TENS of thousands of pounds paid by developers as long ago as the 1990s to help fund projects such as road improvements in York has never been spent.

A Freedom of Information request has revealed that City of York Council is still holding £20,000 of a Section 106 planning payment made in connection with the designer outlet development at Fulford in 1997/98.

Another £50,000 paid in 1999/2000 by the developers of the Travelodge hotel site in Piccadilly is unspent, as is almost £40,000 paid in 2000/01 at the Northminster Business Park at Upper Poppleton.

A further £25,000, paid in 2005/06 in connection with the construction of the Quality Inn, now Hotel 53, in Piccadilly has also never been spent.

Hotel owner Michael Hammill said the money had been intended for road improvements that never took place, and he had now written to the council to ask for the money back. He had been told officers werte looking into the matter.
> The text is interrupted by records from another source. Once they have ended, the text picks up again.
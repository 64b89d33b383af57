//! Where the auth token lives.
//!
//! The pipeline reads the token for every call and evicts it when the
//! backend says the session is over. It never owns the token's lifecycle, so
//! it talks to a `TokenStore`: either the persistent store (key `token`) or
//! the in-memory `Session` cell that also carries the user profile.

use std::sync::{RwLock, RwLockReadGuard, RwLockWriteGuard};

use serde_json::Value;

use crate::error::ApiError;
use crate::storage::{PersistentStore, StorageBackend};
use crate::types::UserInfo;

pub const TOKEN_KEY: &str = "token";

pub trait TokenStore: Send + Sync {
    fn token(&self) -> Option<String>;

    fn set_token(&self, token: &str) -> Result<(), ApiError>;

    /// Clear the token unconditionally. Returns whether one was present.
    fn evict(&self) -> bool;

    /// Clear the token only if it is still `expected`. Returns whether this
    /// call removed it.
    fn evict_if(&self, expected: &str) -> bool;
}

impl<B: StorageBackend> TokenStore for PersistentStore<B> {
    fn token(&self) -> Option<String> {
        match self.get(TOKEN_KEY) {
            Value::String(s) if s.is_empty() => None,
            Value::String(s) => Some(s),
            Value::Null => None,
            other => Some(other.to_string()),
        }
    }

    fn set_token(&self, token: &str) -> Result<(), ApiError> {
        // same guard as `evict_if`, so a fresh token never lands between its
        // check and its remove
        let _guard = self.lock_guard();
        self.set(TOKEN_KEY, token)
    }

    fn evict(&self) -> bool {
        let _guard = self.lock_guard();
        let present = TokenStore::token(self).is_some();
        if let Err(e) = self.remove(TOKEN_KEY) {
            tracing::warn!(error = %e, "failed to evict token");
            return false;
        }
        present
    }

    fn evict_if(&self, expected: &str) -> bool {
        let _guard = self.lock_guard();
        if TokenStore::token(self).as_deref() != Some(expected) {
            return false;
        }
        match self.remove(TOKEN_KEY) {
            Ok(()) => true,
            Err(e) => {
                tracing::warn!(error = %e, "failed to evict token");
                false
            }
        }
    }
}

#[derive(Debug, Default, Clone, PartialEq, Eq)]
struct SessionState {
    token: Option<String>,
    user_info: Option<UserInfo>,
}

/// In-memory auth cell: the token plus the signed-in user's profile.
#[derive(Debug, Default)]
pub struct Session {
    state: RwLock<SessionState>,
}

impl Session {
    pub fn new() -> Self {
        Self::default()
    }

    pub fn user_info(&self) -> Option<UserInfo> {
        self.read().user_info.clone()
    }

    pub fn set_user_info(&self, user: Option<UserInfo>) {
        self.write().user_info = user;
    }

    fn read(&self) -> RwLockReadGuard<'_, SessionState> {
        self.state.read().unwrap_or_else(|poisoned| poisoned.into_inner())
    }

    fn write(&self) -> RwLockWriteGuard<'_, SessionState> {
        self.state.write().unwrap_or_else(|poisoned| poisoned.into_inner())
    }
}

impl TokenStore for Session {
    fn token(&self) -> Option<String> {
        self.read().token.clone()
    }

    fn set_token(&self, token: &str) -> Result<(), ApiError> {
        self.write().token = Some(token.to_string());
        Ok(())
    }

    fn evict(&self) -> bool {
        self.write().token.take().is_some()
    }

    fn evict_if(&self, expected: &str) -> bool {
        let mut state = self.write();
        if state.token.as_deref() == Some(expected) {
            state.token = None;
            true
        } else {
            false
        }
    }
}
Quantity surveyor Paul Cordock said he submitted the FOI request after someone else’s previous application had revealed that out of more than £3.2 million received by York through Section 106 agreements between 2008 and 2013, about £2.7 million was unspent.

He said he felt the council had a moral if not a legal obligation to let developers know it still had unspent money after more than five years and hand it back.
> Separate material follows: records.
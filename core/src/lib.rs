//! Request pipeline for the admin console.
//!
//! # Overview
//! One shared `ApiClient` carries every call the console makes. It attaches
//! the auth header, picks the real or mock backend, optionally answers from
//! the in-process `MockRouter`, drives the global loading indicator through
//! `LoadingCounter`, and normalizes every reply into the nested payload or a
//! single `ApiError`.
//!
//! # Design
//! - Process-wide state (loading counter, mock flag, token) lives in explicit
//!   objects injected through `ApiClientBuilder`, so tests get fresh state.
//! - The call is split into `prepare` / `finalize` around one dispatch, so
//!   the interceptor contract is testable without a network.
//! - Envelope classification is a total step (`Classified`) that runs before
//!   any unwrapping.
//! - DTOs are defined independently from the mock-server crate; integration
//!   tests catch schema drift.

pub mod api;
pub mod client;
pub mod config;
pub mod envelope;
pub mod error;
pub mod fixtures;
pub mod http;
pub mod loading;
pub mod mock;
pub mod notify;
pub mod session;
pub mod storage;
pub mod transport;
pub mod types;

pub use client::{ApiClient, ApiClientBuilder, Draft, Outcome, Prepared};
pub use config::{Config, Environment};
pub use envelope::{Classified, Code, Envelope, EnvelopePolicy};
pub use error::ApiError;
pub use http::{CallOptions, HttpMethod, HttpRequest, HttpResponse, ResponseType};
pub use loading::{Indicator, LoadingCounter, LoadingTicket, LogIndicator};
pub use mock::{MockRouter, MockRouterBuilder};
pub use notify::{LogNotifier, Notifier, RecordingNotifier};
pub use session::{Session, TokenStore};
pub use storage::{FileBackend, MemoryBackend, PersistentStore, StorageBackend};
pub use transport::{ReqwestTransport, Transport};
pub use types::{LoginData, LoginParams, UserInfo, UserItem, UserList, UserSearch};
The Press asked the council whether it was entitled to keep such payments beyond five, ten or even 15 years, and whether it was legally or morally obliged to inform developers it still had such money and offer it back.
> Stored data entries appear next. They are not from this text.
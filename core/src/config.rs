//! Client configuration resolved from environment variables.
//!
//! Each deployment environment (`dev`, `stg`, `prd`) has a preset; individual
//! variables override the preset. `from_lookup` takes the variable source as a
//! function so tests never mutate the process environment.

use std::str::FromStr;
use std::time::Duration;

use crate::envelope::EnvelopePolicy;
use crate::error::ApiError;

pub const DEFAULT_TIMEOUT_MS: u64 = 8_000;
pub const DEFAULT_TOKEN_PREFIX: &str = "Token ";
pub const DEFAULT_MOCK_DELAY_MS: u64 = 10;

#[derive(Debug, Clone, Copy, PartialEq, Eq)]
pub enum Environment {
    Dev,
    Stg,
    Prd,
}

impl FromStr for Environment {
    type Err = ApiError;

    fn from_str(s: &str) -> Result<Self, Self::Err> {
        match s.trim().to_ascii_lowercase().as_str() {
            "dev" => Ok(Environment::Dev),
            "stg" => Ok(Environment::Stg),
            "prd" => Ok(Environment::Prd),
            other => Err(ApiError::Config(format!("unknown CONSOLE_ENV: {other}"))),
        }
    }
}

#[derive(Debug, Clone, PartialEq, Eq)]
pub struct Config {
    pub environment: Environment,
    /// Real backend base address, without a trailing slash.
    pub base_api: String,
    /// Mock backend base address, without a trailing slash.
    pub mock_api: String,
    /// Send calls to `mock_api` instead of `base_api`.
    pub use_mock_backend: bool,
    pub timeout: Duration,
    /// Prepended to the token in the `Authorization` header.
    pub token_prefix: String,
    pub mock_delay: Duration,
    pub envelope: EnvelopePolicy,
}

impl Config {
    pub fn preset(environment: Environment) -> Self {
        Self {
            environment,
            base_api: "/api".to_string(),
            mock_api: "/mock-api".to_string(),
            use_mock_backend: environment == Environment::Dev,
            timeout: Duration::from_millis(DEFAULT_TIMEOUT_MS),
            token_prefix: DEFAULT_TOKEN_PREFIX.to_string(),
            mock_delay: Duration::from_millis(DEFAULT_MOCK_DELAY_MS),
            envelope: EnvelopePolicy::default(),
        }
    }

    /// Staging preset pointed at one backend for both modes.
    pub fn for_backend(base_api: &str) -> Self {
        let base_api = base_api.trim_end_matches('/').to_string();
        Self {
            mock_api: base_api.clone(),
            base_api,
            use_mock_backend: false,
            ..Self::preset(Environment::Stg)
        }
    }

    /// Build from the process environment.
    ///
    /// Required:
    /// - `CONSOLE_BASE_API`: absolute `http(s)://` base address. The presets'
    ///   relative paths only resolve against a browser origin.
    ///
    /// Optional:
    /// - `CONSOLE_ENV`: `dev`, `stg` (default) or `prd`
    /// - `CONSOLE_MOCK_API`: absolute mock base address, defaults to
    ///   `CONSOLE_BASE_API`
    /// - `CONSOLE_MOCK`: `true`/`false`, default `true` in `dev` only
    /// - `CONSOLE_TIMEOUT_MS`: default 8000
    /// - `CONSOLE_TOKEN_PREFIX`: default `"Token "`
    /// - `CONSOLE_MOCK_DELAY_MS`: default 10
    pub fn from_env() -> Result<Self, ApiError> {
        Self::from_lookup(|key| std::env::var(key).ok())
    }

    pub fn from_lookup<F>(lookup: F) -> Result<Self, ApiError>
    where
        F: Fn(&str) -> Option<String>,
    {
        let environment = match lookup("CONSOLE_ENV") {
            Some(raw) => raw.parse()?,
            None => Environment::Stg,
        };
        let mut config = Self::preset(environment);

        let base = lookup("CONSOLE_BASE_API")
            .ok_or_else(|| ApiError::Config("CONSOLE_BASE_API is not set".to_string()))?;
        config.base_api = absolute_url("CONSOLE_BASE_API", &base)?;
        config.mock_api = match lookup("CONSOLE_MOCK_API") {
            Some(mock) => absolute_url("CONSOLE_MOCK_API", &mock)?,
            None => config.base_api.clone(),
        };
        if let Some(raw) = lookup("CONSOLE_MOCK") {
            config.use_mock_backend = parse_bool("CONSOLE_MOCK", &raw)?;
        }
        if let Some(raw) = lookup("CONSOLE_TIMEOUT_MS") {
            config.timeout = Duration::from_millis(parse_u64("CONSOLE_TIMEOUT_MS", &raw)?);
        }
        if let Some(prefix) = lookup("CONSOLE_TOKEN_PREFIX") {
            config.token_prefix = prefix;
        }
        if let Some(raw) = lookup("CONSOLE_MOCK_DELAY_MS") {
            config.mock_delay = Duration::from_millis(parse_u64("CONSOLE_MOCK_DELAY_MS", &raw)?);
        }

        Ok(config)
    }
}

fn absolute_url(key: &str, raw: &str) -> Result<String, ApiError> {
    let url = raw.trim().trim_end_matches('/');
    let rest = url
        .strip_prefix("http://")
        .or_else(|| url.strip_prefix("https://"))
        .unwrap_or_default();
    if rest.is_empty() || rest.starts_with('/') {
        return Err(ApiError::Config(format!("{key}: expected an absolute http(s) URL, got {raw}")));
    }
    Ok(url.to_string())
}

fn parse_bool(key: &str, raw: &str) -> Result<bool, ApiError> {
    match raw.trim() {
        "true" | "1" => Ok(true),
        "false" | "0" | "" => Ok(false),
        other => Err(ApiError::Config(format!("{key}: expected true/false, got {other}"))),
    }
}

fn parse_u64(key: &str, raw: &str) -> Result<u64, ApiError> {
    raw.trim()
        .parse()
        .map_err(|_| ApiError::Config(format!("{key}: expected an integer, got {raw}")))
}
Mike Slater, assistant director of city and environmental services, said the sole purpose of Section 106 money was to invest it back into the community and infrastructure, so the additional demand created by, say, a new housing development, could be coped with.

“Any ‘unspent’ money can legitimately be held for a number of years as per the legal agreement,” he said.

“This allows money to be invested meaningfully into suitable schemes or projects which may require several years to establish.”

He said each development was dealt with on a case-bycase basis and sometimes, due to powers outside the council’s control, including the economic downturn or specific development delays, some 106 investments did not happen immediately.

“In some cases it may be several years before the contributions reach a level to allow the measures to be implemented, or the measures are actually required road junction upgrade required after a certain amount of development has taken place.”

He said most agreements had claw back clauses so that if the money was not utilised, it was “retrievable” by the applicant.